Теперь вот и Костя ушел из Фандеково. Той же дорогой, что и отец уходил на войну и брат — мимо бань, мимо бугров вдоль реки, где в сенокос мужики пьют водку, галдят и поют грустные песни, мимо мельницы Семенова. Стоит мельница, у бочага, густо заросла высокими розовыми цветами и крапивой. На бревнах, осевшая за многие годы, как пыль, почерневшая мука. Тянутся к берегу деревянные лотки — все время по ним бегут зеленые от травы потоки. За мельницей — дом-пятистенок, с коньком на трубе, с высоким забором. Вчера вечером стоял у этого забора с Марьей — дочерью мельника. Теребила в руке платок, смотрела в сторону обидчиво.
— Покидаешь, значит, — сказала,
А покинул деревню он потому, что тесная стала для него изба с низким потолком, с тусклыми окошками; в ней всегда сумрак, тяжелый воздух. Мать хоть и плакала, а не противилась решению сына.
— Может тебе лучшая доля достанется, не как отцу с братом…
Одела его «как полагается»: сапоги из кожи, брюки из синего трико, темно-синий пиджак, картуз как у зажиточного мужика. У околицы, перед тем как распрощаться, порадовалась:
— Слава богу, не стыдно будет за тебя перед людьми. Кланяйся Александре…
Александра была подруга матери, жила когда-то в Фандекове. И замуж они вышли за сельских мужиков, да чуть ли не в один день. Разошлись только пути их мужей сразу же после свадьбы. Пантелей — отец Кости остался в селе, хлебопашеством занялся, Тихон же, муж Александры Ивановны, переехал в город и поступил на службу в сыскное отделение. Года три служил, а потом застрелили его грабители.
…Жила Александра Ивановна на другом конце города, за рекой. Костя шел мимо сгоревших в белогвардейский мятеж зданий, мимо магазинов, захламленных и опустелых, мимо бараков, в которых ютились погорельцы, через площади, через трамвайные рельсы, мерцающие на солнце, как тающий воск. Остановился он лишь возле собора, окруженного высокими и толстыми стенами. По сторонам от широких каменных ступеней подымались белые колонны. В голубом небе плыли в облаках позолоченные кресты. В черных глазницах колокольни, стоявшей поодаль, метались колокола. Звон катился над городом гулкий, быстрый и тревожный.
У колонн толпились люди, похожие на тех, что видел Костя возле вокзала — больше пожилые мужчины и женщины, в костюмах, хоть и поношенных, но из дорогого материала, шляпах и шляпках, с тростями и зонтиками в руках. Крестились, о чем-то переговаривались негромко, оглядывая настороженно друг друга. Сновали в толпе ободранные замурзанные мальчишки. Один из них на глазах у всех полез в карман к тщедушной старушонке. Та ахнула и с усилием подняла суковатую палку. Мальчишка нахально захохотал, насвистывая, отправился через улицу на бульвар.
— Обнаглело ворье, — проговорил злорадно мужчина в парусиновом картузе, — ну и власти. Скоро нагишом будем ходить по улицам, поживем. Раз мощи князя Федора с детьми тронули, то ли еще будет.

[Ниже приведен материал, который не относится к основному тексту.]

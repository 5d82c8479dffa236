use std::sync::Arc;

use crate::foundation::error::{GradiiError, GradiiResult};

/// Decoded raster image in premultiplied RGBA8 form.
#[derive(Clone, Debug, PartialEq)]
pub struct PreparedImage {
    /// Width in pixels.
    pub width: u32,
    /// Height in pixels.
    pub height: u32,
    /// Pixel bytes in row-major premultiplied RGBA8.
    pub rgba8_premul: Arc<Vec<u8>>,
}

impl PreparedImage {
    /// Wrap premultiplied bytes, checking the length against the dimensions.
    pub fn from_premul(width: u32, height: u32, rgba8_premul: Vec<u8>) -> GradiiResult<Self> {
        let expected = (width as usize)
            .saturating_mul(height as usize)
            .saturating_mul(4);
        if width == 0 || height == 0 || rgba8_premul.len() != expected {
            return Err(GradiiError::decode(format!(
                "image buffer of {} bytes does not match {width}x{height}",
                rgba8_premul.len()
            )));
        }
        Ok(Self {
            width,
            height,
            rgba8_premul: Arc::new(rgba8_premul),
        })
    }

    /// Build a single-color image, mostly useful in tests and benches.
    pub fn solid(width: u32, height: u32, px_premul: [u8; 4]) -> GradiiResult<Self> {
        Self::from_premul(width, height, px_premul.repeat(width as usize * height as usize))
    }
}

/// Decode encoded image bytes and convert to premultiplied RGBA8.
pub fn decode_image(bytes: &[u8]) -> GradiiResult<PreparedImage> {
    let dyn_img = image::load_from_memory(bytes)
        .map_err(|e| GradiiError::decode(format!("decode image from memory: {e}")))?;
    let rgba = dyn_img.to_rgba8();
    let (width, height) = rgba.dimensions();
    if width == 0 || height == 0 {
        return Err(GradiiError::decode("image has zero size"));
    }

    let mut rgba8_premul = rgba.into_raw();
    premultiply_rgba8_in_place(&mut rgba8_premul);

    Ok(PreparedImage {
        width,
        height,
        rgba8_premul: Arc::new(rgba8_premul),
    })
}

pub(crate) fn premultiply_rgba8_in_place(rgba: &mut [u8]) {
    for px in rgba.chunks_exact_mut(4) {
        let a = px[3] as u16;
        if a == 0 {
            px[0] = 0;
            px[1] = 0;
            px[2] = 0;
            continue;
        }
        px[0] = ((px[0] as u16 * a + 127) / 255) as u8;
        px[1] = ((px[1] as u16 * a + 127) / 255) as u8;
        px[2] = ((px[2] as u16 * a + 127) / 255) as u8;
    }
}

pub(crate) fn unpremultiply_rgba8_in_place(rgba: &mut [u8]) {
    for px in rgba.chunks_exact_mut(4) {
        let a = px[3] as u16;
        if a == 0 || a == 255 {
            continue;
        }
        for c in &mut px[..3] {
            *c = ((*c as u16 * 255 + a / 2) / a).min(255) as u8;
        }
    }
}

#[cfg(test)]
#[path = "../../tests/unit/assets/decode.rs"]
mod tests;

Его сосед с родимыми пятнами на обеих щеках, прямой, в шляпе, насунутой глубоко на виски, напрягая жилистую шею, заговорил быстро:
— Вчера ехал в вагоне. Гляжу, а с Катаичевской церкви крест сдирают. Вышел — так в груди и защемило. Ведь я в этой церкви венчался со своей женой-покойницей. А им, этим комсомольцам, что до этого. Ухватились за канат, как репинские бурлаки и поют еще:
Эх, дубинушка, ухнем…
Сломали крест. Верите ли — с одной дамой обморок. А какая-то женщина одну из этих девиц по физиономии хлоп, хлоп, хлоп… И домой не являйся, кричит. Хорошо бы так и других поучили…

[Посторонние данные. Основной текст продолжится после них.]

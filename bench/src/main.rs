use std::path::PathBuf;
use std::time::{Duration, Instant};

use anyhow::Context as _;
use serde_json::json;
use sha2::Digest as _;

#[derive(Clone, Debug)]
struct BenchArgs {
    width: u32,
    height: u32,
    preview_width: u32,
    preview_height: u32,
    warmup: u32,
    repeats: u32,
    safari: bool,
    seed: u64,
    grain: f64,
    vignette: f64,
    blur: f64,
    out_dir: Option<PathBuf>,
}

#[derive(Clone, Debug, Default)]
struct RunMetrics {
    full_render: Duration,
    composite_only: Duration,
    grain: Duration,
    vignette: Duration,
    encode_png: Duration,
}

fn main() {
    if let Err(err) = try_main() {
        eprintln!("{err:#}");
        std::process::exit(1);
    }
}

fn try_main() -> anyhow::Result<()> {
    let args = parse_args()?;
    let caps = if args.safari {
        gradii::RenderCaps::fallback()
    } else {
        gradii::RenderCaps::default()
    };

    eprintln!(
        "bench: {repeats} run(s) ({profile} build), preview {pw}x{ph}, export {w}x{h}, caps={caps:?}",
        repeats = args.repeats,
        profile = if cfg!(debug_assertions) {
            "debug"
        } else {
            "release"
        },
        pw = args.preview_width,
        ph = args.preview_height,
        w = args.width,
        h = args.height,
    );

    let mut sizes = Vec::new();
    for (label, w, h) in [
        ("preview", args.preview_width, args.preview_height),
        ("export", args.width, args.height),
    ] {
        sizes.push(bench_size(&args, caps, label, gradii::Canvas::new(w, h)?)?);
    }

    let report = json!({
        "repeats": args.repeats,
        "safari": args.safari,
        "seed": args.seed,
        "sizes": sizes,
    });
    println!("{}", serde_json::to_string_pretty(&report)?);
    Ok(())
}

fn bench_size(
    args: &BenchArgs,
    caps: gradii::RenderCaps,
    label: &str,
    canvas: gradii::Canvas,
) -> anyhow::Result<serde_json::Value> {
    let def = bench_settings(args, canvas);
    let mut sess = gradii::EditorSession::new(
        def,
        gradii::SessionOpts {
            caps,
            ..gradii::SessionOpts::default()
        },
    )?;

    for _ in 0..args.warmup {
        let _ = run_once(&mut sess, args)?;
    }
    let mut runs = Vec::<RunMetrics>::with_capacity(args.repeats as usize);
    let mut last_png = Vec::new();
    for _ in 0..args.repeats {
        let (m, png) = run_once(&mut sess, args)?;
        runs.push(m);
        last_png = png;
    }

    if let Some(dir) = &args.out_dir {
        std::fs::create_dir_all(dir)
            .with_context(|| format!("create out dir '{}'", dir.display()))?;
        let path = dir.join(gradii::export_filename(canvas.width, canvas.height));
        std::fs::write(&path, &last_png)
            .with_context(|| format!("write png '{}'", path.display()))?;
        eprintln!("wrote {}", path.display());
    }

    Ok(json!({
        "label": label,
        "width": canvas.width,
        "height": canvas.height,
        "png_sha256": sha256_hex(&last_png),
        "png_bytes": last_png.len(),
        "stages_ms": report_percentiles(&runs),
    }))
}

fn bench_settings(args: &BenchArgs, canvas: gradii::Canvas) -> gradii::WallpaperDef {
    let mut def = gradii::WallpaperDef {
        canvas,
        seed: Some(args.seed),
        overlay: gradii::Overlay::None,
        ..gradii::WallpaperDef::default()
    };
    def.filters.blur = args.blur;
    def.effects.grain = args.grain;
    def.effects.vignette = args.vignette;
    def
}

fn run_once(
    sess: &mut gradii::EditorSession,
    args: &BenchArgs,
) -> anyhow::Result<(RunMetrics, Vec<u8>)> {
    let mut m = RunMetrics::default();
    let now = Instant::now();

    // Toggling the fill color forces the background layer to be redrawn.
    let mut next = sess.settings().clone();
    next.background.color = if next.background.color == gradii::Color::rgb8(0x0d, 0x13, 0x19) {
        gradii::Color::rgb8(0x0e, 0x13, 0x19)
    } else {
        gradii::Color::rgb8(0x0d, 0x13, 0x19)
    };
    sess.update(next, now)?;
    let t0 = Instant::now();
    sess.render_now()?;
    m.full_render = t0.elapsed();

    let mut next = sess.settings().clone();
    next.filters.brightness = if next.filters.brightness == 100.0 {
        101.0
    } else {
        100.0
    };
    sess.update(next, now)?;
    let t0 = Instant::now();
    sess.render_now()?;
    m.composite_only = t0.elapsed();

    let frame = sess.visible().clone();
    let mut buf = frame.data.clone();
    let t0 = Instant::now();
    gradii::apply_grain(
        &mut buf,
        frame.width,
        frame.height,
        args.grain.max(1.0),
        Some(args.seed),
        true,
    )?;
    m.grain = t0.elapsed();

    let mut cache = gradii::VignetteCache::new();
    let t0 = Instant::now();
    gradii::apply_vignette(
        &mut buf,
        frame.width,
        frame.height,
        args.vignette.max(1.0),
        &mut cache,
    )?;
    m.vignette = t0.elapsed();

    let t0 = Instant::now();
    let png = gradii::encode_png(&frame)?;
    m.encode_png = t0.elapsed();

    Ok((m, png))
}

fn sha256_hex(bytes: &[u8]) -> String {
    let digest = sha2::Sha256::digest(bytes);
    let mut out = String::with_capacity(digest.len() * 2);
    for b in digest {
        out.push_str(&format!("{:02x}", b));
    }
    out
}

fn parse_args() -> anyhow::Result<BenchArgs> {
    let mut args = std::env::args().skip(1);

    let mut out = BenchArgs {
        width: 1920,
        height: 1080,
        preview_width: 768,
        preview_height: 432,
        warmup: 1,
        repeats: 10,
        safari: false,
        seed: 7,
        grain: 25.0,
        vignette: 40.0,
        blur: 500.0,
        out_dir: None,
    };

    while let Some(a) = args.next() {
        match a.as_str() {
            "--width" => out.width = parse_num(args.next(), "--width")?,
            "--height" => out.height = parse_num(args.next(), "--height")?,
            "--preview-width" => out.preview_width = parse_num(args.next(), "--preview-width")?,
            "--preview-height" => {
                out.preview_height = parse_num(args.next(), "--preview-height")?
            }
            "--warmup" => out.warmup = parse_num(args.next(), "--warmup")?,
            "--repeats" => out.repeats = parse_num(args.next(), "--repeats")?,
            "--seed" => out.seed = parse_num(args.next(), "--seed")?,
            "--grain" => out.grain = parse_num(args.next(), "--grain")?,
            "--vignette" => out.vignette = parse_num(args.next(), "--vignette")?,
            "--blur" => out.blur = parse_num(args.next(), "--blur")?,
            "--safari" => out.safari = true,
            "--out-dir" => {
                out.out_dir = Some(PathBuf::from(args.next().ok_or_else(|| {
                    anyhow::anyhow!("missing value for --out-dir (expected a path)")
                })?))
            }
            "--help" | "-h" => {
                print_help();
                std::process::exit(0);
            }
            _ => anyhow::bail!("unknown arg '{a}' (try --help)"),
        }
    }
    if out.repeats == 0 {
        anyhow::bail!("--repeats must be >= 1");
    }
    Ok(out)
}

fn print_help() {
    eprintln!(
        r#"gradii-bench

Re-renders one wallpaper at preview and export size and reports p50/p90/p99 per stage as JSON.

Usage:
  cargo run -q --release
  cargo run -q --release -- --width 2560 --height 1440 --repeats 20
  cargo run -q --release -- --safari

Args:
  --width N            export width (default 1920)
  --height N           export height (default 1080)
  --preview-width N    (default 768)
  --preview-height N   (default 432)
  --warmup N       (default 1)
  --repeats N      (default 10)
  --seed N         (default 7)
  --blur V         (default 500)
  --grain V        (default 25)
  --vignette V     (default 40)
  --safari         fallback blur path and data URL export
  --out-dir PATH   also write the last PNG of each size there
"#
    );
}

fn parse_num<T>(v: Option<String>, flag: &str) -> anyhow::Result<T>
where
    T: std::str::FromStr,
    T::Err: std::error::Error + Send + Sync + 'static,
{
    let v = v.ok_or_else(|| anyhow::anyhow!("missing value for {flag}"))?;
    v.parse::<T>()
        .with_context(|| format!("parse {flag} value '{v}'"))
}

fn report_percentiles(runs: &[RunMetrics]) -> serde_json::Value {
    type Getter = fn(&RunMetrics) -> Duration;
    type Field = (&'static str, Getter);

    fn collect(runs: &[RunMetrics], f: Getter) -> Vec<Duration> {
        let mut v = runs.iter().map(f).collect::<Vec<_>>();
        v.sort_by_key(|d| d.as_nanos());
        v
    }

    fn p(v: &[Duration], p: f64) -> f64 {
        if v.is_empty() {
            return 0.0;
        }
        let n = v.len();
        let rank = (p * (n as f64)).ceil().clamp(1.0, n as f64) as usize;
        v[rank - 1].as_secs_f64() * 1000.0
    }

    let fields: &[Field] = &[
        ("full_render", |m| m.full_render),
        ("composite_only", |m| m.composite_only),
        ("grain", |m| m.grain),
        ("vignette", |m| m.vignette),
        ("encode_png", |m| m.encode_png),
    ];

    let mut out = serde_json::Map::new();
    for (name, getter) in fields {
        let v = collect(runs, *getter);
        out.insert(
            (*name).to_owned(),
            json!({ "p50": p(&v, 0.50), "p90": p(&v, 0.90), "p99": p(&v, 0.99) }),
        );
    }
    serde_json::Value::Object(out)
}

— Хорошо бы, — проговорил в парусиновом картузе, оглядываясь по сторонам. На него шикнули и он замолк, лишь взмахнул рукой. А тут вдруг толпа, неведомо, по чьему знаку, повалила с тихим гулом в собор. Зашаркали подошвы, застукали дробно палки. Костя тоже захотел подняться по ступеням, да вспомнил, что забот у него и без того полно.